■ **What the task requires**:
Each line from the start of the entries through the line that contains "use super::validator::TargetValidator;" should be output exactly, please.

■ **Data shown**:
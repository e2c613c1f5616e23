/// Tests for target validation
///
/// Covers the three mandatory, short-circuiting steps: unknown system device,
/// candidate existence, and whole-device identity comparison.
use super::locator::SystemDevice;
use super::validator::TargetValidator;
use crate::EraseError;
use std::path::Path;

fn reason(err: EraseError) -> String {
    match err {
        EraseError::Validation(reason) => reason,
        other => panic!("expected a validation failure, got {:?}", other),
    }
}

#[test]
fn unknown_system_device_rejects_everything() {
    // Even an existing candidate must be rejected when the system device
    // cannot be determined.
    let candidate = tempfile::NamedTempFile::new().expect("temp file");
    let err = TargetValidator::validate(candidate.path(), &SystemDevice::Unknown)
        .expect_err("unknown system device must reject");
    assert!(reason(err).contains("cannot determine system device"));
}

#[test]
fn missing_candidate_rejected_with_not_found_reason() {
    let system = SystemDevice::Known("/dev/sda".to_string());
    let err = TargetValidator::validate(Path::new("/nonexistent/diskpurge-target"), &system)
        .expect_err("missing candidate must reject");

    let reason = reason(err);
    assert!(reason.contains("not found"), "got: {}", reason);
    assert!(
        !reason.contains("system device"),
        "a missing device must never be reported as the system device: {}",
        reason
    );
}

#[cfg(unix)]
#[test]
fn candidate_matching_system_device_rejected() {
    // /dev/null exists everywhere and normalizes to itself, so it can stand
    // in for the resolved system device.
    let system = SystemDevice::Known("/dev/null".to_string());
    let err = TargetValidator::validate(Path::new("/dev/null"), &system)
        .expect_err("system device candidate must reject");
    assert!(reason(err).contains("system device"));
}

#[test]
fn candidate_resolving_to_system_identity_rejected() {
    // Identity comparison happens after symlink resolution, so any path
    // formatting of the system device is caught.
    let candidate = tempfile::NamedTempFile::new().expect("temp file");
    let identity = std::fs::canonicalize(candidate.path())
        .expect("canonicalize")
        .to_string_lossy()
        .into_owned();

    let err = TargetValidator::validate(candidate.path(), &SystemDevice::Known(identity))
        .expect_err("matching identity must reject");
    assert!(reason(err).contains("system device"));
}

#[test]
fn distinct_existing_candidate_is_cleared() {
    let candidate = tempfile::NamedTempFile::new().expect("temp file");
    let system = SystemDevice::Known("/dev/sda".to_string());
    TargetValidator::validate(candidate.path(), &system).expect("distinct device must clear");
}

#[test]
fn path_prefix_overlap_is_not_a_match() {
    // A legitimate target sharing a textual prefix with the system identifier
    // must not be rejected: comparison is identity, not prefix.
    let dir = tempfile::tempdir().expect("temp dir");
    let candidate = dir.path().join("data1");
    std::fs::write(&candidate, b"x").expect("seed file");

    let system = SystemDevice::Known(
        std::fs::canonicalize(dir.path())
            .expect("canonicalize")
            .join("data")
            .to_string_lossy()
            .into_owned(),
    );
    TargetValidator::validate(&candidate, &system)
        .expect("prefix overlap alone must not reject");
}
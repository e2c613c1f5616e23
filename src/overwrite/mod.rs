// Pattern overwrite engine
//
// The guaranteed data-destruction path: a deterministic sequence of fixed and
// random byte patterns written across the entire addressable range, pass by
// pass. Vendor secure erase may or may not have worked; these passes must.

pub mod engine;
pub mod pattern;

pub use engine::OverwriteEngine;
pub use pattern::{dod_sequence, OverwritePass, Pattern, BLOCK_SIZE, DOD_PASS_COUNT};
use crate::{EraseError, EraseResult};
use std::fs::{File, OpenOptions};
use std::io::{Seek, SeekFrom};
use std::path::{Path, PathBuf};

/// A cleared erase target. Capacity is discovered, never assumed; a raw write
/// handle is opened per pass and dropped at pass end. No value of this type
/// outlives a single erase run.
#[derive(Debug, Clone)]
pub struct BlockDevice {
    path: PathBuf,
    capacity: u64,
}

impl BlockDevice {
    /// Probe a candidate device: confirm it can be opened and discover its
    /// addressable capacity.
    pub fn probe(path: &Path) -> EraseResult<Self> {
        let mut handle = OpenOptions::new().read(true).open(path).map_err(|e| {
            EraseError::Validation(format!("cannot open {}: {}", path.display(), e))
        })?;

        let capacity = handle.seek(SeekFrom::End(0))?;
        if capacity == 0 {
            return Err(EraseError::Configuration(format!(
                "{} reports zero capacity",
                path.display()
            )));
        }

        #[cfg(unix)]
        if !is_block_device(path) {
            tracing::debug!("{} is not a block device", path.display());
        }

        Ok(Self {
            path: path.to_path_buf(),
            capacity,
        })
    }

    pub fn path(&self) -> &Path {
        &self.path
    }

    pub fn capacity(&self) -> u64 {
        self.capacity
    }

    /// Open a fresh handle for one raw sequential write pass.
    pub(crate) fn open_for_write(&self) -> std::io::Result<File> {
        OpenOptions::new().write(true).open(&self.path)
    }
}

#[cfg(unix)]
fn is_block_device(path: &Path) -> bool {
    use nix::sys::stat::{stat, SFlag};

    match stat(path) {
        Ok(st) => st.st_mode & SFlag::S_IFMT.bits() == SFlag::S_IFBLK.bits(),
        Err(_) => false,
    }
}

#[cfg(test)]
mod tests {
    use super::*;
    use std::io::Write;
    use tempfile::NamedTempFile;

    #[test]
    fn probe_discovers_capacity() {
        let mut file = NamedTempFile::new().expect("temp file");
        file.write_all(&[0xAAu8; 8192]).expect("seed data");

        let device = BlockDevice::probe(file.path()).expect("probe");
        assert_eq!(device.capacity(), 8192);
        assert_eq!(device.path(), file.path());
    }

    #[test]
    fn probe_rejects_missing_path() {
        let err = BlockDevice::probe(std::path::Path::new("/nonexistent/diskpurge-dev"))
            .expect_err("missing path must not probe");
        assert!(matches!(err, EraseError::Validation(_)));
    }

    #[test]
    fn probe_rejects_zero_capacity() {
        let file = NamedTempFile::new().expect("temp file");
        let err = BlockDevice::probe(file.path()).expect_err("empty file must not probe");
        assert!(matches!(err, EraseError::Configuration(_)));
    }
}
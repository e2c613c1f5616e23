use rand::RngCore;
use serde::{Deserialize, Serialize};

/// Write granularity for all overwrite passes.
pub const BLOCK_SIZE: usize = 4096;

/// The DoD 5220.22-M / NIST baseline sequence is exactly three passes.
pub const DOD_PASS_COUNT: usize = 3;

#[derive(Debug, Clone, Copy, PartialEq, Eq, Serialize, Deserialize)]
pub enum Pattern {
    /// Pass pattern 0x00
    Zeros,
    /// Pass pattern 0xFF
    Ones,
    /// Statistically unpredictable bytes; cryptographic strength is not the
    /// goal. The block is drawn once per pass and repeated, which is applied
    /// consistently for the whole pass.
    Random,
}

impl Pattern {
    pub fn label(&self) -> &'static str {
        match self {
            Pattern::Zeros => "zeros",
            Pattern::Ones => "ones",
            Pattern::Random => "random",
        }
    }
}

/// One full write of a single pattern across the addressable range.
#[derive(Debug, Clone)]
pub struct OverwritePass {
    pub number: u32,
    pub pattern: Pattern,
}

impl OverwritePass {
    /// Materialize the block this pass writes, repeated to fill BLOCK_SIZE.
    pub fn materialize_block(&self) -> Vec<u8> {
        match self.pattern {
            Pattern::Zeros => vec![0x00; BLOCK_SIZE],
            Pattern::Ones => vec![0xFF; BLOCK_SIZE],
            Pattern::Random => {
                let mut block = vec![0u8; BLOCK_SIZE];
                rand::thread_rng().fill_bytes(&mut block);
                block
            }
        }
    }
}

/// The three-pass DoD sequence: zeros, ones, random. The order is fixed,
/// matches the referenced standard, and downstream audit records depend on
/// it — never reorder.
pub fn dod_sequence() -> Vec<OverwritePass> {
    vec![
        OverwritePass {
            number: 1,
            pattern: Pattern::Zeros,
        },
        OverwritePass {
            number: 2,
            pattern: Pattern::Ones,
        },
        OverwritePass {
            number: 3,
            pattern: Pattern::Random,
        },
    ]
}
/// Shared fixtures for end-to-end erase tests
///
/// Mock devices are regular temp files seeded with a recognizable byte so a
/// declined or aborted run can be checked for zero writes.
use diskpurge::device::BlockDevice;
use diskpurge::{ConfirmationGate, EraseConfig};
use std::io::Write;
use tempfile::NamedTempFile;

pub const SEED_BYTE: u8 = 0xA5;

pub fn mock_device(size: usize) -> NamedTempFile {
    let mut file = NamedTempFile::new().expect("temp file");
    file.write_all(&vec![SEED_BYTE; size]).expect("seed data");
    file.flush().expect("flush");
    file
}

/// Run configuration pointing at a mock device: no elevation requirement and
/// no vendor commands, so the run is hermetic.
pub fn test_config(device: &std::path::Path) -> EraseConfig {
    let mut config = EraseConfig::new(device);
    config.require_elevation = false;
    config.expose_hidden_areas = false;
    config.vendor_secure_erase = false;
    config
}

pub struct AlwaysConfirm;

impl ConfirmationGate for AlwaysConfirm {
    fn confirm(&self, _device: &BlockDevice) -> bool {
        true
    }
}

pub struct NeverConfirm;

impl ConfirmationGate for NeverConfirm {
    fn confirm(&self, _device: &BlockDevice) -> bool {
        false
    }
}
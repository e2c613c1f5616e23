/// End-to-end erase runs over mock devices
///
/// Exercises the orchestrator state machine, the confirmation gate, and the
/// overwrite engine's coverage guarantees together.
use diskpurge::overwrite::BLOCK_SIZE;
use diskpurge::{EraseError, EraseOrchestrator, EraseOutcome, RunState};

#[path = "common/mod.rs"]
mod common;

use common::{mock_device, test_config, AlwaysConfirm, NeverConfirm, SEED_BYTE};

#[test]
fn completed_run_overwrites_every_block() {
    // 40960 bytes at 4096-byte blocks: exactly 10 blocks per pass.
    let device = mock_device(40960);
    let mut orchestrator = EraseOrchestrator::new(test_config(device.path()));

    let outcome = orchestrator.execute(&AlwaysConfirm);
    assert!(matches!(outcome, EraseOutcome::Completed), "got {:?}", outcome);
    assert_eq!(orchestrator.state(), RunState::Done);

    let report = orchestrator.report();
    assert_eq!(report.capacity_bytes, 40960);
    assert_eq!(report.outcome, "completed");
    assert!(report.failure.is_none());
    assert!(report.finished_at.is_some());

    for pass in &report.passes {
        assert_eq!(pass.blocks_written, 10);
        assert_eq!(pass.bytes_written, 40960);
    }

    // The last pass is random data repeated per block: the seed byte pattern
    // is gone, and the device did not grow.
    let content = std::fs::read(device.path()).expect("read back");
    assert_eq!(content.len(), 40960);
    assert!(content.iter().any(|&b| b != SEED_BYTE));
    assert_eq!(&content[..BLOCK_SIZE], &content[BLOCK_SIZE..2 * BLOCK_SIZE]);
}

#[test]
fn pass_order_recorded_as_zeros_ones_random() {
    let device = mock_device(2 * BLOCK_SIZE);
    let mut orchestrator = EraseOrchestrator::new(test_config(device.path()));

    let outcome = orchestrator.execute(&AlwaysConfirm);
    assert!(matches!(outcome, EraseOutcome::Completed));

    let observed: Vec<&str> = orchestrator
        .report()
        .passes
        .iter()
        .map(|p| p.pattern.as_str())
        .collect();
    assert_eq!(observed, ["zeros", "ones", "random"]);

    let numbers: Vec<u32> = orchestrator.report().passes.iter().map(|p| p.pass).collect();
    assert_eq!(numbers, [1, 2, 3]);
}

#[test]
fn declined_confirmation_writes_nothing() {
    let device = mock_device(4 * BLOCK_SIZE);
    let mut orchestrator = EraseOrchestrator::new(test_config(device.path()));

    let outcome = orchestrator.execute(&NeverConfirm);
    assert!(matches!(outcome, EraseOutcome::Cancelled), "got {:?}", outcome);
    assert_eq!(orchestrator.state(), RunState::Aborted);
    assert_eq!(orchestrator.report().outcome, "cancelled");
    assert!(orchestrator.report().passes.is_empty());

    let content = std::fs::read(device.path()).expect("read back");
    assert!(
        content.iter().all(|&b| b == SEED_BYTE),
        "a declined run must leave every byte untouched"
    );
}

#[test]
fn missing_target_aborts_with_not_found_before_confirmation() {
    let mut orchestrator =
        EraseOrchestrator::new(test_config(std::path::Path::new("/nonexistent/diskpurge-target")));

    // The gate would confirm, but validation must reject first.
    let outcome = orchestrator.execute(&AlwaysConfirm);
    match outcome {
        EraseOutcome::Aborted(EraseError::Validation(reason)) => {
            assert!(reason.contains("not found"), "got: {}", reason);
        }
        other => panic!("expected a validation abort, got {:?}", other),
    }
    assert_eq!(orchestrator.state(), RunState::Aborted);
    assert_eq!(orchestrator.report().outcome, "aborted");
    assert!(orchestrator.report().failure.is_some());
}

#[test]
fn rerunning_revalidates_and_produces_a_fresh_report() {
    let device = mock_device(2 * BLOCK_SIZE);
    let mut orchestrator = EraseOrchestrator::new(test_config(device.path()));

    let first = orchestrator.execute(&NeverConfirm);
    assert!(matches!(first, EraseOutcome::Cancelled));
    let first_id = orchestrator.report().run_id.clone();

    let second = orchestrator.execute(&AlwaysConfirm);
    assert!(matches!(second, EraseOutcome::Completed));
    assert_ne!(
        orchestrator.report().run_id,
        first_id,
        "each run must be a fresh invocation with fresh validation"
    );
    assert_eq!(orchestrator.report().passes.len(), 3);
}
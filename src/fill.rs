use crate::overwrite::engine::is_end_of_device;
use anyhow::{anyhow, Context, Result};
use std::fs;
use std::path::Path;
use sysinfo::Disks;

/// Copy `source` into `target_dir` as copy_1.dat, copy_2.dat, ... until the
/// volume cannot hold another copy. Returns the number of copies written.
///
/// This consumes free space on a mounted filesystem; it is not an erase and
/// gives none of the erase path's guarantees.
pub fn fill_volume(source: &Path, target_dir: &Path) -> Result<u64> {
    let copy_size = fs::metadata(source)
        .with_context(|| format!("cannot stat {}", source.display()))?
        .len();
    if copy_size == 0 {
        return Err(anyhow!("source file {} is empty", source.display()));
    }

    let mut copies = 0u64;
    loop {
        match available_space(target_dir) {
            Some(free) if free >= copy_size => {}
            Some(free) => {
                tracing::info!(
                    "volume full: {} bytes free, next copy needs {}",
                    free,
                    copy_size
                );
                break;
            }
            None => {
                return Err(anyhow!(
                    "no mounted volume found for {}",
                    target_dir.display()
                ))
            }
        }

        let target = target_dir.join(format!("copy_{}.dat", copies + 1));
        match fs::copy(source, &target) {
            Ok(_) => copies += 1,
            // The free-space reading can go stale between the check and the
            // copy; running out mid-copy is the same terminal condition.
            Err(e) if is_end_of_device(&e) => {
                let _ = fs::remove_file(&target);
                break;
            }
            Err(e) => {
                return Err(e).with_context(|| format!("copy to {} failed", target.display()))
            }
        }

        if copies % 100 == 0 {
            tracing::info!("{} copies written to {}", copies, target_dir.display());
        }
    }

    Ok(copies)
}

/// Free bytes on the volume holding `path`; the longest matching mount point
/// wins.
fn available_space(path: &Path) -> Option<u64> {
    let resolved = fs::canonicalize(path).ok()?;
    let disks = Disks::new_with_refreshed_list();
    disks
        .iter()
        .filter(|d| resolved.starts_with(d.mount_point()))
        .max_by_key(|d| d.mount_point().as_os_str().len())
        .map(|d| d.available_space())
}

#[cfg(test)]
mod tests {
    use super::*;

    #[test]
    fn empty_source_is_rejected() {
        let source = tempfile::NamedTempFile::new().expect("temp file");
        let dir = tempfile::tempdir().expect("temp dir");

        let err = fill_volume(source.path(), dir.path()).expect_err("empty source must fail");
        assert!(err.to_string().contains("empty"));
    }

    #[test]
    fn missing_source_is_rejected() {
        let dir = tempfile::tempdir().expect("temp dir");
        assert!(fill_volume(Path::new("/nonexistent/source.dat"), dir.path()).is_err());
    }
}
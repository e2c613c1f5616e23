pub mod audit;
pub mod device;
pub mod fill;
pub mod orchestrator;
pub mod overwrite;
pub mod system;
pub mod ui;
pub mod vendor;

// Re-export the orchestrator entry points for convenience
pub use orchestrator::{erase_device, ConfirmationGate, EraseOrchestrator, RunState};

use serde::{Deserialize, Serialize};
use std::path::{Path, PathBuf};
use thiserror::Error;

#[derive(Error, Debug)]
pub enum EraseError {
    #[error("configuration error: {0}")]
    Configuration(String),

    #[error("insufficient privileges: {0}")]
    Privilege(String),

    #[error("validation failed: {0}")]
    Validation(String),

    #[error("vendor command failed: {0}")]
    VendorCommand(String),

    #[error("I/O error: {0}")]
    Io(#[from] std::io::Error),
}

pub type EraseResult<T> = Result<T, EraseError>;

/// Terminal outcome of one erase run. A run is never retried automatically;
/// a new run is a fresh invocation with fresh validation.
#[derive(Debug)]
pub enum EraseOutcome {
    Completed,
    Cancelled,
    Aborted(EraseError),
}

impl EraseOutcome {
    pub fn label(&self) -> &'static str {
        match self {
            EraseOutcome::Completed => "completed",
            EraseOutcome::Cancelled => "cancelled",
            EraseOutcome::Aborted(_) => "aborted",
        }
    }
}

/// Run configuration handed to the orchestrator at construction. There is no
/// process-wide default target.
#[derive(Debug, Clone, Serialize, Deserialize)]
pub struct EraseConfig {
    pub device: PathBuf,
    pub expose_hidden_areas: bool,
    pub vendor_secure_erase: bool,
    pub require_elevation: bool,
}

impl EraseConfig {
    pub fn new(device: impl Into<PathBuf>) -> Self {
        Self {
            device: device.into(),
            expose_hidden_areas: true,
            vendor_secure_erase: true,
            require_elevation: true,
        }
    }
}

/// Outcome of a single overwrite pass.
#[derive(Debug, Clone, Serialize, Deserialize)]
pub struct PassReport {
    pub pass: u32,
    pub pattern: String,
    pub blocks_written: u64,
    pub bytes_written: u64,
}

/// Serializable summary of one erase run, written as JSON on request.
#[derive(Debug, Clone, Serialize, Deserialize)]
pub struct RunReport {
    pub run_id: String,
    pub device: String,
    pub capacity_bytes: u64,
    pub started_at: chrono::DateTime<chrono::Utc>,
    pub finished_at: Option<chrono::DateTime<chrono::Utc>>,
    pub outcome: String,
    pub failure: Option<String>,
    pub passes: Vec<PassReport>,
}

impl RunReport {
    pub(crate) fn begin(device: &Path) -> Self {
        Self {
            run_id: uuid::Uuid::new_v4().to_string(),
            device: device.display().to_string(),
            capacity_bytes: 0,
            started_at: chrono::Utc::now(),
            finished_at: None,
            outcome: "in-progress".to_string(),
            failure: None,
            passes: Vec::new(),
        }
    }
}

■ **Exercise result**:
repository e2c613c1f5616e23
/// Tests for target validation
///
/// Covers the three mandatory, short-circuiting steps: unknown system device,
/// candidate existence, and whole-device identity comparison.
use super::locator::SystemDevice;
use super::validator::TargetValidator;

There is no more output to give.